Each line of the material below is to be given again exactly.

______________________________

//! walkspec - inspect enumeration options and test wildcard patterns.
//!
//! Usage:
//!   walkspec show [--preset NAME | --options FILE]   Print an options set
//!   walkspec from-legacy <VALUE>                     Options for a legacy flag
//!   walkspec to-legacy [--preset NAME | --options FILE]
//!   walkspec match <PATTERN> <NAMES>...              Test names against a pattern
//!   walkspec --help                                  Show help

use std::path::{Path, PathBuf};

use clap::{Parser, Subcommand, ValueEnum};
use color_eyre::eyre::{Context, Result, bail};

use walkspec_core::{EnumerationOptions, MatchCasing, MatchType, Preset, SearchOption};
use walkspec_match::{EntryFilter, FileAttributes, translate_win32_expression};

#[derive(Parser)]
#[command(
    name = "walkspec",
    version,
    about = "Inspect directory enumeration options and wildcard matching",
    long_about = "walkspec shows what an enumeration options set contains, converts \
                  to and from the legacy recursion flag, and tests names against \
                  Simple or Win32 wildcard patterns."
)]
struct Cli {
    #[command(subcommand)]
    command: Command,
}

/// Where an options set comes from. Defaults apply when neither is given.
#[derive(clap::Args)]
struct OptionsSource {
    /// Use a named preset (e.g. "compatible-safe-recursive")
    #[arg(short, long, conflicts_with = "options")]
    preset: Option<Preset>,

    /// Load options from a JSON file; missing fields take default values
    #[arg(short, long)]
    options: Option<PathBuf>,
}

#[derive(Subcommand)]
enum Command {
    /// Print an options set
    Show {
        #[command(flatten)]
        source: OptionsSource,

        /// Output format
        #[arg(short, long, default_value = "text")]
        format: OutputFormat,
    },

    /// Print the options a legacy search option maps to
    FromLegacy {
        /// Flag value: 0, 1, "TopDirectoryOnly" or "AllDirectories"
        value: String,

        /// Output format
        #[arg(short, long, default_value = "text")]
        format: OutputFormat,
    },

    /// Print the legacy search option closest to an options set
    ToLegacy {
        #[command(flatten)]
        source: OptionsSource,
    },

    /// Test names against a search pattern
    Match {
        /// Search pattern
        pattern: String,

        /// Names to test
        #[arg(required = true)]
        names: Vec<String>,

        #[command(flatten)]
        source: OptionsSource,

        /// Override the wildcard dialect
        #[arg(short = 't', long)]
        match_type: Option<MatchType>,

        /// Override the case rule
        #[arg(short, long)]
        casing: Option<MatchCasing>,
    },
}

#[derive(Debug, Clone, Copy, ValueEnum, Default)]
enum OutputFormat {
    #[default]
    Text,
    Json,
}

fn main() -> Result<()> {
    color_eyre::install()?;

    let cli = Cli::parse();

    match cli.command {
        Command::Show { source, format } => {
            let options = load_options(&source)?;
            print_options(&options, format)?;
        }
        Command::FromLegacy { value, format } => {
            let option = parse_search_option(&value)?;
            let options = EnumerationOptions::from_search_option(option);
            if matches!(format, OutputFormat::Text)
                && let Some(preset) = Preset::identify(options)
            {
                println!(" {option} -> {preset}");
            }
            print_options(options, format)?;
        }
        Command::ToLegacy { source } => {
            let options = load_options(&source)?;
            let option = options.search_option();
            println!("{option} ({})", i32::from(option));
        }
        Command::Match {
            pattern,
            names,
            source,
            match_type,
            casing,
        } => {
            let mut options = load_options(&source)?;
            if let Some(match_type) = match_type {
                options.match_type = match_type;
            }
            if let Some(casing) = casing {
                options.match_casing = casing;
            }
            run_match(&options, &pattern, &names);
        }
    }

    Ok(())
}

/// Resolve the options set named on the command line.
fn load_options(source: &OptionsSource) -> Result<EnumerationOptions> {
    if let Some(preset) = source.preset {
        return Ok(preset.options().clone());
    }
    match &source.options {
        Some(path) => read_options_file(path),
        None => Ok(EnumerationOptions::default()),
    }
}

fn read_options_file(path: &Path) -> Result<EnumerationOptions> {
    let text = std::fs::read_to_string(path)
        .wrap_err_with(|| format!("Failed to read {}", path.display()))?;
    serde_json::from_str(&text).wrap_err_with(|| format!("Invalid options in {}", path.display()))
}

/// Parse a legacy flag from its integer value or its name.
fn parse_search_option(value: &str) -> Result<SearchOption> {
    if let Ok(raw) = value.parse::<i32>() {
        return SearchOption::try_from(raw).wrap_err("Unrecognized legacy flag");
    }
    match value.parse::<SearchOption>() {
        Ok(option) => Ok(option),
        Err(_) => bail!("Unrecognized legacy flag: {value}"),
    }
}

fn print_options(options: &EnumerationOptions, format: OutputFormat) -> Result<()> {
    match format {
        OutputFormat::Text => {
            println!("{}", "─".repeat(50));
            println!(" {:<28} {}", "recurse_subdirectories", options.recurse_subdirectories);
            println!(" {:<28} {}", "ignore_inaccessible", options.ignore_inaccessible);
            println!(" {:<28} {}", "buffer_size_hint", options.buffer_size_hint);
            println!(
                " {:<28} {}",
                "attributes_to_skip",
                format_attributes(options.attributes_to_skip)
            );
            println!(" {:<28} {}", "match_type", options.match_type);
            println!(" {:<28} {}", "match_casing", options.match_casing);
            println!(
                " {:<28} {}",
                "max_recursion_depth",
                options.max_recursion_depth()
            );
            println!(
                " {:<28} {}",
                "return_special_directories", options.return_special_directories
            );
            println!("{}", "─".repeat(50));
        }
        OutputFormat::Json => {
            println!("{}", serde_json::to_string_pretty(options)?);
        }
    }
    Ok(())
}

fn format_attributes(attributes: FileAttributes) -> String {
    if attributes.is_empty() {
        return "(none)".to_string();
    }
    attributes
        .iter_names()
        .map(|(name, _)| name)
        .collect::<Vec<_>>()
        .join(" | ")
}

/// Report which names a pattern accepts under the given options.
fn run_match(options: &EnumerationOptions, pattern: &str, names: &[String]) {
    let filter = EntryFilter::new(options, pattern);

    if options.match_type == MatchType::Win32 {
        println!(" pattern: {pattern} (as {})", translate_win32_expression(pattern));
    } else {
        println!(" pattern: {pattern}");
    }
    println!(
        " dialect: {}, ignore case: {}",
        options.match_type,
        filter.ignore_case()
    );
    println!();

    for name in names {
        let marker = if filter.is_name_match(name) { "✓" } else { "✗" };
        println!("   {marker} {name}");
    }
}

______________________________

**Solved problem**
//! walkspec - inspect enumeration options and test wildcard patterns.
//!
//! Usage:
//!   walkspec show [--preset NAME | --options FILE]   Print an options set
//!   walkspec from-legacy <VALUE>                     Options for a legacy flag
//!   walkspec to-legacy [--preset NAME | --options FILE]
//!   walkspec match <PATTERN> <NAMES>...              Test names against a pattern
//!   walkspec --help                                  Show help

use std::path::{Path, PathBuf};

use clap::{Parser, Subcommand, ValueEnum};
use color_eyre::eyre::{Context, Result, bail};

use walkspec_core::{EnumerationOptions, MatchCasing, MatchType, Preset, SearchOption};
use walkspec_match::{EntryFilter, FileAttributes, translate_win32_expression};

#[derive(Parser)]
#[command(
    name = "walkspec",
    version,
    about = "Inspect directory enumeration options and wildcard matching",
    long_about = "walkspec shows what an enumeration options set contains, converts \
                  to and from the legacy recursion flag, and tests names against \
                  Simple or Win32 wildcard patterns."
)]
struct Cli {
    #[command(subcommand)]
    command: Command,
}

/// Where an options set comes from. Defaults apply when neither is given.
#[derive(clap::Args)]
struct OptionsSource {
    /// Use a named preset (e.g. "compatible-safe-recursive")
    #[arg(short, long, conflicts_with = "options")]
    preset: Option<Preset>,

    /// Load options from a JSON file; missing fields take default values
    #[arg(short, long)]
    options: Option<PathBuf>,
}

#[derive(Subcommand)]
enum Command {
    /// Print an options set
    Show {
        #[command(flatten)]
        source: OptionsSource,

        /// Output format
        #[arg(short, long, default_value = "text")]
        format: OutputFormat,
    },

    /// Print the options a legacy search option maps to
    FromLegacy {
        /// Flag value: 0, 1, "TopDirectoryOnly" or "AllDirectories"
        value: String,

        /// Output format
        #[arg(short, long, default_value = "text")]
        format: OutputFormat,
    },

    /// Print the legacy search option closest to an options set
    ToLegacy {
        #[command(flatten)]
        source: OptionsSource,
    },

    /// Test names against a search pattern
    Match {
        /// Search pattern
        pattern: String,

        /// Names to test
        #[arg(required = true)]
        names: Vec<String>,

        #[command(flatten)]
        source: OptionsSource,

        /// Override the wildcard dialect
        #[arg(short = 't', long)]
        match_type: Option<MatchType>,

        /// Override the case rule
        #[arg(short, long)]
        casing: Option<MatchCasing>,
    },
}

#[derive(Debug, Clone, Copy, ValueEnum, Default)]
enum OutputFormat {
    #[default]
    Text,
    Json,
}

fn main() -> Result<()> {
    color_eyre::install()?;

    let cli = Cli::parse();

    match cli.command {
        Command::Show { source, format } => {
            let options = load_options(&source)?;
            print_options(&options, format)?;
        }
        Command::FromLegacy { value, format } => {
            let option = parse_search_option(&value)?;
            let options = EnumerationOptions::from_search_option(option);
            if matches!(format, OutputFormat::Text)
                && let Some(preset) = Preset::identify(options)
            {
                println!(" {option} -> {preset}");
            }
            print_options(options, format)?;
        }
        Command::ToLegacy { source } => {
            let options = load_options(&source)?;
            let option = options.search_option();
            println!("{option} ({})", i32::from(option));
        }
        Command::Match {
            pattern,
            names,
            source,
            match_type,
            casing,
        } => {
            let mut options = load_options(&source)?;
            if let Some(match_type) = match_type {
                options.match_type = match_type;
            }
            if let Some(casing) = casing {
                options.match_casing = casing;
            }
            run_match(&options, &pattern, &names);
        }
    }

    Ok(())
}

/// Resolve the options set named on the command line.
fn load_options(source: &OptionsSource) -> Result<EnumerationOptions> {
    if let Some(preset) = source.preset {
        return Ok(preset.options().clone());
    }
    match &source.options {
        Some(path) => read_options_file(path),
        None => Ok(EnumerationOptions::default()),
    }
}

fn read_options_file(path: &Path) -> Result<EnumerationOptions> {
    let text = std::fs::read_to_string(path)
        .wrap_err_with(|| format!("Failed to read {}", path.display()))?;
    serde_json::from_str(&text).wrap_err_with(|| format!("Invalid options in {}", path.display()))
}

/// Parse a legacy flag from its integer value or its name.
fn parse_search_option(value: &str) -> Result<SearchOption> {
    if let Ok(raw) = value.parse::<i32>() {
        return SearchOption::try_from(raw).wrap_err("Unrecognized legacy flag");
    }
    match value.parse::<SearchOption>() {
        Ok(option) => Ok(option),
        Err(_) => bail!("Unrecognized legacy flag: {value}"),
    }
}

fn print_options(options: &EnumerationOptions, format: OutputFormat) -> Result<()> {
    match format {
        OutputFormat::Text => {
            println!("{}", "─".repeat(50));
            println!(" {:<28} {}", "recurse_subdirectories", options.recurse_subdirectories);
            println!(" {:<28} {}", "ignore_inaccessible", options.ignore_inaccessible);
            println!(" {:<28} {}", "buffer_size_hint", options.buffer_size_hint);
            println!(
                " {:<28} {}",
                "attributes_to_skip",
                format_attributes(options.attributes_to_skip)
            );
            println!(" {:<28} {}", "match_type", options.match_type);
            println!(" {:<28} {}", "match_casing", options.match_casing);
            println!(
                " {:<28} {}",
                "max_recursion_depth",
                options.max_recursion_depth()
            );
            println!(
                " {:<28} {}",
                "return_special_directories", options.return_special_directories
            );
            println!("{}", "─".repeat(50));
        }
        OutputFormat::Json => {
            println!("{}", serde_json::to_string_pretty(options)?);
        }
    }
    Ok(())
}

fn format_attributes(attributes: FileAttributes) -> String {
    if attributes.is_empty() {
        return "(none)".to_string();
    }
    attributes
        .iter_names()
        .map(|(name, _)| name)
        .collect::<Vec<_>>()
        .join(" | ")
}

/// Report which names a pattern accepts under the given options.
fn run_match(options: &EnumerationOptions, pattern: &str, names: &[String]) {
    let filter = EntryFilter::new(options, pattern);

    if options.match_type == MatchType::Win32 {
        println!(" pattern: {pattern} (as {})", translate_win32_expression(pattern));
    } else {
        println!(" pattern: {pattern}");
    }
    println!(
        " dialect: {}, ignore case: {}",
        options.match_type,
        filter.ignore_case()
    );
    println!();

    for name in names {
        let marker = if filter.is_name_match(name) { "✓" } else { "✗" };
        println!("   {marker} {name}");
    }
}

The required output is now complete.